People who know Vince Naimoli only as the thundering and head-shaking owner of the Tampa Bay Devil Rays didn't get the whole story. There are two sides to this man, and the one who isn't talked about nearly enough is what I want to share today.
It's the side with a 24-carat heart, the side that only wants to help. It's the side that pushed a kid who grew up poor in Paterson, N.J., to donate large sums of money — including a $1 million gift in the last few days to the University of South Florida athletic department. USF called the gift "transformational."
And it's the side that called me last May a couple of days after The Tampa Tribune went out of business, just to see if I was OK. That meant a lot because these days, Vince himself is not OK.
He spends his days in an assisted living facility in north Tampa, his body ravaged by a neurological disorder called progressive supranuclear palsy (PSP). It has left Vince unable to care for himself.
That's almost impossible to comprehend.
Lenda, his wife of nearly 36 years, helps get him in and out of bed. She cuts his food for him. She helps him stand, although that now takes more than one person.
He won't get better.
"It hurts to see this, but we don't get to choose how we leave this world," Lenda told me. "But Vince has never said, 'Why me?' He has such determination. His mind is sharp, but he is just trapped in his body."
He was diagnosed in 2014 at the Mayo Clinic in Jacksonville after a series of problems that included crashing and totaling his car. The issues seemed manageable at first, but they've gotten much worse.
Vince's mind remains alert and active, though. That's what drew him to USF Senior Associate Director of Athletics Andrew T. Goodrich — well, that and the fact they both have ties to Notre Dame. Vince does love his alma mater.
"We were having lunch one day and Vince asked what we needed," Goodrich said. "He said he wanted to help. And thing about it is, he asked for nothing in return."

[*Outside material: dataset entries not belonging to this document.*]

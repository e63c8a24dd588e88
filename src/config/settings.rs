use std::path::Path;

use serde::{Deserialize, Serialize};
use thiserror::Error;

use crate::backend::SortClause;
use crate::mapping::{FieldMappingConfig, FieldNameMapper};
use crate::source::DEFAULT_LIMIT;

#[derive(Debug, Error)]
pub enum SettingsError {
    #[error("IO error: {0}")]
    Io(#[from] std::io::Error),
    #[error("Invalid settings: {0}")]
    Parse(#[from] serde_json::Error),
}

/// Per-bundle defaults.
#[derive(Debug, Clone, PartialEq, Eq, Serialize, Deserialize)]
pub struct BundleSettings {
    pub entity_type: String,
    pub bundle: String,
    #[serde(default)]
    pub default_sort: Option<SortClause>,
    /// Exposed facets for lists that do not override them.
    #[serde(default)]
    pub default_exposed_filters: Vec<String>,
}

// Serializable, comparable, explicit defaults.
#[derive(Debug, Clone, PartialEq, Eq, Serialize, Deserialize)]
#[serde(default)]
pub struct EngineSettings {
    pub default_limit: usize,
    pub field_mapping: FieldMappingConfig,
    pub bundles: Vec<BundleSettings>,
}

impl Default for EngineSettings {
    fn default() -> Self {
        Self {
            default_limit: DEFAULT_LIMIT,
            field_mapping: FieldMappingConfig::default(),
            bundles: Vec::new(),
        }
    }
}

impl EngineSettings {
    pub fn from_json(raw: &str) -> Result<Self, SettingsError> {
        Ok(serde_json::from_str(raw)?)
    }

    pub fn from_path(path: &Path) -> Result<Self, SettingsError> {
        let f = std::fs::File::open(path)?;
        Ok(serde_json::from_reader(f)?)
    }

    pub fn bundle(&self, entity_type: &str, bundle: &str) -> Option<&BundleSettings> {
        self.bundles
            .iter()
            .find(|b| b.entity_type == entity_type && b.bundle == bundle)
    }

    pub fn field_name_mapper(&self) -> FieldNameMapper {
        FieldNameMapper::new(self.field_mapping.clone())
    }
}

That was in 2014, and although Vince had been diagnosed he didn't show a lot of outward symptoms. That changed dramatically by the time the gift was formally announced at the recent USF spring football game.
One thing hasn't changed, though.
"Everything Vince did, he did because he wanted the best for the community," said former Rays media director Rick Vaughn, who currently leads Joe Maddon's Respect 90 Foundation.
"The fact is, we wouldn't have Major League Baseball without Vince, and we should recognize that he has remained a part of our community and has generously given back before, during and after his tenure with the franchise."
That need to help is why he also gave large sums of money to the University of Tampa athletic program. Think about that. The man has donated millions to two schools he never attended.
He still holds four season tickets at Tropicana Field, but he can only watch games now on TV; the tickets are given to friends. They plan to treat staff members at the assisted living facility to a suite one night soon at a Rays game.
So, I asked Lenda what she would want people to know about her husband. The two of them have been inseparable since they met all those years ago. She was a flight attendant for Eastern Airlines and Vince was traveling non-stop to establish a career.
She thought for a moment.
"He is a complex person," she said. "With the Rays, he came across as a hardnose, but he loves the community. He wants to help young people. He has a big heart — a really big heart. He really is a big teddy bear."